He dragged his hand across his own face,

smearing the blood over his skin in slow, deliberate strokes…

and then he smiled—

a ravenous, starving smile.

The police unit finally reached the alley.

And when they saw him…

three officers stepped back instantly.

"W–what… is that?!"

The man stood unnaturally,

his body arched backward slightly,

his chest heaving in violent waves.

One of the officers raised his weapon, shouting:

"Stay back! His condition is… unstable!"

But the man turned toward them—

a sudden, whip-like motion,

as if his neck contained no bones at all.

A low growl vibrated from deep inside him…

a hungry, feral warning.

Emergency Broadcast

"Unit Three reporting! We have an abnormal hostile! Request immediate backup!"

"The suspect has completely lost control— he's turning feral!"

The creature—whatever scraps of humanity still clung to it—

did not wait for the officers to approach.

It lunged toward them with a speed no human eye had ever witnessed**.

It leapt as if it had ripped itself out of the darkness,

descending on the first officer before the man could even raise his weapon.

A short scream—

then nothing.

His body hit the ground with a sickening thud,

his face frozen in a terror that never had the chance to become a word.

"Stay back! FIRE! FIRE NOW!"

the unit commander shouted as he stumbled backward.

But bullets—

were meaningless.

The creature moved like a shadow fleeing from light,

bending, twisting, snapping into positions a human spine should never allow.

Its movements were quick, broken, and disturbingly fluid.

It lunged at the second officer from the side,

slamming him against the wall with monstrous force.

The man slid down, unconscious,

his eyes still wide with disbelief.

One of the officers tried to hold his ground,

shouting through his shaking breath:

"Fall back! FALL—"

But the monster was behind him

before the last syllable left his mouth.

A long, distorted arm

snatched the back of his vest—

lifting him off the ground for a brief, suspended heartbeat…

and then hurling him downward

with enough force to snuff out every last spark of resistance inside him.

The sound of his impact alone

sent the remaining officers stumbling backward.

Rain sprayed through the air,

mixing with the frantic, broken voices on the radio:

"It's taking them down one by one!"

"We don't know WHAT it is—request immediate backup!"

"It's not stopping… IT'S NOT STOPPING!"

And the creature…

began crawling slowly now,

as if its hunger had dulled for a moment.

But its wide, black, bottomless eyes

were still searching for the next heartbeat to silence.

Only one officer remained standing,

his hands trembling violently as he aimed his weapon at the creature's skull.

"Stop… please… STOP!!"

For the first time—

the monster paused.

It raised its head slowly,

the dim light glinting off its deformed, predatory smile…

And then—

it vanished.

One leap.

One motion.

One scream.

And the last officer fell.

The alley returned to its suffocating quiet.

The sound of rain drowned everything else.

The flickering lights finally died.

And the creature—

stood among the scattered bodies,

breathing… slow… deliberate…

waiting for its hunger

to wake again.

Deep beneath the ground—

where no light could reach,

and the only sound was the slow drip of water from the stone ceiling—

there lay a rotting basement, damp and heavy with the stench of mold and rust.

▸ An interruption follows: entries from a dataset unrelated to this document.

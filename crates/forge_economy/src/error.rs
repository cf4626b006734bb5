//! # Crafting Error Types
//!
//! All errors that can occur in the crafting engine.
//!
//! "No answer" outcomes of the searches (unreachable target, missing path,
//! empty reachable set) are ordinary values and never appear here.

use thiserror::Error;

/// Errors that can occur in the crafting engine.
#[derive(Error, Debug, Clone, PartialEq, Eq)]
pub enum CraftingError {
    /// An item name was empty or whitespace only.
    #[error("invalid input: item name must not be empty")]
    EmptyName,

    /// A recipe was declared without any ingredient.
    #[error("invalid input: recipe for {result} has no ingredients")]
    EmptyIngredients {
        /// The item the recipe would produce.
        result: String,
    },

    /// A result or ingredient quantity was zero or negative.
    #[error("invalid input: quantity {quantity} for item {item} must be positive")]
    NonPositiveQuantity {
        /// The item the quantity was attached to.
        item: String,
        /// The rejected quantity.
        quantity: i64,
    },

    /// A quantity does not fit the engine's `u32` storage.
    #[error("invalid input: quantity {quantity} for item {item} is too large")]
    QuantityTooLarge {
        /// The item the quantity was attached to.
        item: String,
        /// The rejected quantity.
        quantity: i64,
    },

    /// Invalid catalog file.
    #[error("invalid configuration: {0}")]
    InvalidConfig(String),

    /// Catalog file could not be read.
    #[error("catalog i/o failed: {0}")]
    Io(String),
}

impl CraftingError {
    /// Returns `true` for the malformed-input family (bad name, bad quantity,
    /// empty ingredient list).
    #[must_use]
    pub const fn is_invalid_input(&self) -> bool {
        matches!(
            self,
            Self::EmptyName
                | Self::EmptyIngredients { .. }
                | Self::NonPositiveQuantity { .. }
                | Self::QuantityTooLarge { .. }
        )
    }
}

impl From<std::io::Error> for CraftingError {
    fn from(err: std::io::Error) -> Self {
        Self::Io(err.to_string())
    }
}

impl From<toml::de::Error> for CraftingError {
    fn from(err: toml::de::Error) -> Self {
        Self::InvalidConfig(err.to_string())
    }
}

/// Result type for crafting operations.
pub type CraftingResult<T> = Result<T, CraftingError>;

#[cfg(test)]
mod tests {
    use super::*;

    #[test]
    fn test_invalid_input_family() {
        assert!(CraftingError::EmptyName.is_invalid_input());
        assert!(CraftingError::EmptyIngredients { result: "Sword".into() }.is_invalid_input());
        assert!(CraftingError::NonPositiveQuantity { item: "Wood".into(), quantity: 0 }
            .is_invalid_input());
        assert!(CraftingError::QuantityTooLarge { item: "Wood".into(), quantity: 1 << 40 }
            .is_invalid_input());
        assert!(!CraftingError::InvalidConfig("bad".into()).is_invalid_input());
        assert!(!CraftingError::Io("gone".into()).is_invalid_input());
    }

    #[test]
    fn test_messages_name_the_offender() {
        let err = CraftingError::NonPositiveQuantity { item: "Iron".into(), quantity: -2 };
        assert_eq!(err.to_string(), "invalid input: quantity -2 for item Iron must be positive");
    }
}
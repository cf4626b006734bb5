//! # Minimum-Cost Search
//!
//! Shortest path over the forward adjacency view with every edge weighing
//! one crafting step. All basic resources start at distance 0.
//!
//! Ingredient quantities and recipe-level gating are ignored here: an item
//! one edge away from a basic resource costs 1 step even if its only recipe
//! also needs an ingredient nobody can obtain. The reachability search is the
//! one that enforces gating, so the two can disagree on purpose.

use std::cmp::Reverse;
use std::collections::{BinaryHeap, HashMap, HashSet};
use std::fmt;

use serde::{Deserialize, Serialize};

use crate::graph::DependencyGraph;

/// Outcome of a minimum-cost query.
#[derive(Clone, Copy, Debug, PartialEq, Eq, PartialOrd, Ord, Hash, Serialize, Deserialize)]
pub enum CraftCost {
    /// Number of crafting steps from the basic set.
    Steps(u32),
    /// The target never received a finite distance.
    Unreachable,
}

impl CraftCost {
    /// Returns the step count, or `None` when unreachable.
    #[inline]
    #[must_use]
    pub const fn steps(self) -> Option<u32> {
        match self {
            Self::Steps(steps) => Some(steps),
            Self::Unreachable => None,
        }
    }

    /// Returns `true` if the target has a finite cost.
    #[inline]
    #[must_use]
    pub const fn is_reachable(self) -> bool {
        matches!(self, Self::Steps(_))
    }
}

impl fmt::Display for CraftCost {
    fn fmt(&self, f: &mut fmt::Formatter<'_>) -> fmt::Result {
        match self {
            Self::Steps(steps) => write!(f, "{steps}"),
            Self::Unreachable => f.write_str("unreachable"),
        }
    }
}

/// Distance in steps from `basics` to every item it can lead to.
///
/// Items absent from the map are unreachable.
#[must_use]
pub fn craft_distances(graph: &DependencyGraph, basics: &HashSet<String>) -> HashMap<String, u32> {
    let mut distance: HashMap<&str, u32> = HashMap::with_capacity(basics.len());
    let mut frontier: BinaryHeap<Reverse<(u32, &str)>> = BinaryHeap::new();
    let mut settled: HashSet<&str> = HashSet::new();

    for basic in basics {
        distance.insert(basic.as_str(), 0);
        frontier.push(Reverse((0, basic.as_str())));
    }

    while let Some(Reverse((steps, current))) = frontier.pop() {
        if !settled.insert(current) {
            continue;
        }

        let candidate = steps.saturating_add(1);
        for next in graph.successors(current) {
            let next = next.as_str();
            let known = distance.get(next).copied().unwrap_or(u32::MAX);
            if candidate < known {
                tracing::trace!("Relaxed '{}' to {} steps via '{}'", next, candidate, current);
                distance.insert(next, candidate);
                frontier.push(Reverse((candidate, next)));
            }
        }
    }

    distance
        .into_iter()
        .map(|(name, steps)| (name.to_owned(), steps))
        .collect()
}

/// Minimum number of crafting steps from `basics` to `target`.
///
/// Returns `Steps(0)` whenever `target` is itself basic, registered or not.
#[must_use]
pub fn minimum_craft_cost(
    graph: &DependencyGraph,
    target: &str,
    basics: &HashSet<String>,
) -> CraftCost {
    if basics.contains(target) {
        return CraftCost::Steps(0);
    }

    let cost = craft_distances(graph, basics)
        .get(target)
        .copied()
        .map_or(CraftCost::Unreachable, CraftCost::Steps);
    tracing::debug!("Craft cost of '{}': {}", target, cost);
    cost
}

The only source of light was a swaying ceiling lamp,

its faint glow stretching the shadows across the walls,

making them look like hidden creatures breathing in the dark.

And at the center of the room…

stood a boy with black hair brushing the base of his neck, glassy black eyes, and a short-sleeved black shirt.

Arisu Saiko.

He held a piece of white chalk between his fingers,

drawing delicate, precise lines across the stone wall—

interwoven shapes resembling symbols no one but him could understand.

He hummed to himself cheerfully,

like a child delighted with his newest toy.

"Ah… I completely forgot to bring that little cake up to the surface."

He chuckled lightly, as if remembering a harmless joke.

Then added:

"But that's fine… at least I managed to stir up Arthur Brindleclair."

He lifted the chalk again and continued his drawing,

his mind racing at a terrifying speed—

as though he was constructing something grand… and deeply wrong.

In the corner,

a man sat slumped in a torn shirt,

his wrists bound tightly to an old metal chair,

his eyes drowning in terror.

He shouted, begged, screamed—

but his voice only bounced against the walls,

never escaping this underground tomb.

Arisu spoke without turning around,

his tone gentle… disarmingly gentle:

"You know… your son transformed even faster than I expected. Truly fascinating. I thought it would take at least two or three days…"

He paused his drawing.

Then slowly—painfully slowly—

turned toward the man.

His smile was far too wide.

Wider than any human smile should ever be.

"Maybe I should add a few finishing touches before phase two… what do you think?"

He asked it the way someone would ask a friend about a new recipe.

Then he wandered around the room with light, bouncing steps,

his hands folded behind his back,

his movements calm…

yet the air itself grew heavier with every step.

The bound man screamed at the top of his lungs:

"Please… please, let me go—where is my son?! What did you do to him?!"

Arisu stopped in the middle of the room.

Tilted his head slightly—

as if contemplating an answer.

Then he walked forward, slowly…

crouching down in front of the trembling man,

his black, unblinking eyes drilling straight through him.

"Your son?"

He smiled.

"Oh… he's wonderful now.

You should be proud."

The smile stretched even further.

"He's become… exactly the version you always wanted."**

The man trembled violently—

his sanity fracturing right before him.

The bound man sobbed until his voice dissolved,

tears dripping onto his trembling hands

as though his very soul had collapsed inside him.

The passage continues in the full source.